FIGURE 2.

Involvement of miR-125b in Taxol resistance in breast cancer cells. A, MDA-435 cells were transfected with 100 nm pre-miR-negative (Ctr), pre-miR-125b, pre-miR-221, and pre-miR-222. 24 h after transfection, cells were seeded into 96-well plates at the density of 8 × 10³ per well. Twelve hours later cells were treated with 0, 4, 8, and 16 nm Taxol for 48 h. Then the cell viability was detected using a MTS reagent. B, breast cancer cells, MDA-435, MDA-231, and BT474, were seeded into 96-well plates 24 h after the transfection of 100 nm pre-miR-125b and then followed with the indicated concentrations of Taxol for 48 h.
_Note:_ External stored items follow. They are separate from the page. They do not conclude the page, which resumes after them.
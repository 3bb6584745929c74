use chrono::{NaiveDate, TimeZone, Utc};
use hotel_booking_core::date_range::parse_day;
use hotel_booking_core::{
    Action, AppConfig, AppState, BookingError, Catalog, Credentials, DayMarker, Modal,
    PaymentDetails, SortMode, Store,
};

fn day(raw: &str) -> NaiveDate {
    parse_day(raw).expect("valid test date")
}

fn card() -> PaymentDetails {
    PaymentDetails {
        card_number: "4242424242424242".to_string(),
        card_holder: "John Doe".to_string(),
        expiry: "12/27".to_string(),
        cvv: "123".to_string(),
    }
}

#[test]
fn test_search_select_pay_and_cancel() {
    let catalog = Catalog::builtin();
    let config = AppConfig::default();
    let store = Store::new(AppState::new());

    let profile = Credentials::new("guest@example.com", "secret")
        .authenticate()
        .expect("demo login succeeds");
    store.dispatch(Action::LogIn(profile));

    // Search screen
    store.dispatch(Action::ShowModal(Modal::AdvancedFilters, true));
    store.dispatch(Action::min_price_input("700"));
    store.dispatch(Action::SetSort(SortMode::PriceDescending));
    store.dispatch(Action::ShowModal(Modal::AdvancedFilters, false));

    let names: Vec<String> = store
        .read(|state| state.visible_hotels(&catalog))
        .into_iter()
        .map(|hotel| hotel.name)
        .collect();
    assert_eq!(
        names,
        vec![
            "Seaside Resort & Spa",
            "Grand Plaza Hotel",
            "Urban Boutique Hotel"
        ]
    );

    // Home screen date picker
    store.dispatch(Action::SetDestination("downtown".to_string()));
    store.dispatch(Action::TapDay(day("2024-08-08")));
    store.dispatch(Action::TapDay(day("2024-08-11")));

    let decorations = store.read(|state| state.dates.decorations());
    assert_eq!(decorations.len(), 4);
    assert_eq!(decorations[&day("2024-08-08")], DayMarker::RangeStart);
    assert_eq!(decorations[&day("2024-08-10")], DayMarker::RangeMiddle);
    assert_eq!(decorations[&day("2024-08-11")], DayMarker::RangeEnd);

    // Details screen: Book Now records the booking before any payment
    let booked = store.book_now(&catalog).expect("destination resolves");
    assert_eq!(booked, "Grand Plaza Hotel");
    assert!(store.read(|state| state.is_booked("Grand Plaza Hotel")));

    // Payment screen: an incomplete card form issues no invoice
    let incomplete = PaymentDetails {
        cvv: String::new(),
        ..card()
    };
    let issued_at = Utc.with_ymd_and_hms(2024, 8, 1, 12, 0, 0).unwrap();
    assert!(matches!(
        store.confirm_payment(&catalog, &incomplete, &config, issued_at),
        Err(BookingError::MissingPaymentDetails(_))
    ));
    assert!(store.read(|state| state.is_booked("Grand Plaza Hotel")));

    let invoice = store
        .confirm_payment(&catalog, &card(), &config, issued_at)
        .expect("payment confirms");
    assert_eq!(invoice.hotel_name, "Grand Plaza Hotel");
    assert_eq!(invoice.total, 850.0 * 3.0 + 50.0);
    assert_eq!(invoice.issued_label(), "August 1, 2024");
    assert!(invoice.number.starts_with("INV-"));
    assert_eq!(invoice.number.len(), 12);

    // Paying again leaves the single active booking untouched
    store
        .confirm_payment(&catalog, &card(), &config, issued_at)
        .expect("payment confirms");
    assert_eq!(store.snapshot().active_bookings, vec!["Grand Plaza Hotel"]);

    // Booking screen
    let cancelled = store.cancel_booking().expect("a hotel is selected");
    assert_eq!(cancelled, "Grand Plaza Hotel");
    assert!(store.snapshot().active_bookings.is_empty());
}

#[test]
fn test_book_now_then_cancel_without_paying() {
    let catalog = Catalog::builtin();
    let store = Store::default();
    store.dispatch(Action::SetDestination("antalya".to_string()));

    let booked = store.book_now(&catalog).expect("destination resolves");
    assert_eq!(booked, "Seaside Resort & Spa");
    assert_eq!(
        store.snapshot().selected_hotel.as_deref(),
        Some("Seaside Resort & Spa")
    );
    assert!(store.read(|state| state.is_booked("Seaside Resort & Spa")));

    // Booking screen: cancel before reaching payment
    assert_eq!(store.cancel_booking(), Ok("Seaside Resort & Spa".to_string()));
    assert!(store.snapshot().active_bookings.is_empty());
}

#[test]
fn test_payment_does_not_add_a_booking() {
    let store = Store::default();
    store.dispatch(Action::SelectHotel("Urban Boutique Hotel".to_string()));
    store
        .confirm_payment(&Catalog::builtin(), &card(), &AppConfig::default(), Utc::now())
        .expect("payment confirms");
    assert!(store.snapshot().active_bookings.is_empty());
}

#[test]
fn test_payment_without_selection_fails() {
    let store = Store::default();
    let result = store.confirm_payment(
        &Catalog::builtin(),
        &card(),
        &AppConfig::default(),
        Utc::now(),
    );
    assert_eq!(result, Err(BookingError::NoHotelSelected));
    assert_eq!(store.cancel_booking(), Err(BookingError::NoHotelSelected));
}

#[test]
fn test_custom_service_fee_flows_into_invoice() {
    let catalog = Catalog::builtin();
    let config = AppConfig {
        service_fee: 0.0,
        currency_symbol: "€".to_string(),
        ..AppConfig::default()
    };
    let store = Store::default();
    store.dispatch(Action::SelectHotel("Mountain View Lodge".to_string()));

    // No dates picked: the default two-night stay applies
    let invoice = store
        .confirm_payment(&catalog, &card(), &config, Utc::now())
        .expect("payment confirms");
    assert_eq!(invoice.total, 1300.0);
    assert_eq!(invoice.lines[0].detail, "2 nights × €650");
    assert_eq!(invoice.stay_label(), "");
}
Pre-miR-negative served as a negative control. The cell viability was detected using MTS reagent. C, MDA-435 cells were transfected with 0, 25, 50, and 100 nm pre-miR-125b (top). Twenty-four hours after transfection, the cells were seeded into 96-well plates at the density of 8 × 10³ cells/well. Twelve hours later cells were treated with 16 nm Taxol for 48 h. Then, the cell viability was detected. MDA-435 cells were transfected with 100 nm pre-miR-negative or pre-miR-125b (bottom). Twenty-four hours after transfection, some of cells were collected for detection of miR-125b level by end-PCR (inset). Some of cells were seeded into 96-well plates at the density of 8 × 10³ cells/well. Twelve hours later cells were treated with 0, 4, 8, 16, and 32 nm Taxol for 48 h. Then the cell viability was detected. D, similar experiments were performed in MDA-231 cells as described in panel C. Data are presented as the percentage of viability inhibition measured in cells treated without Taxol. Columns, mean of three independent experiments; bars, S.E. *, p < 0.05, **, p < 0.01, ***, p < 0.001.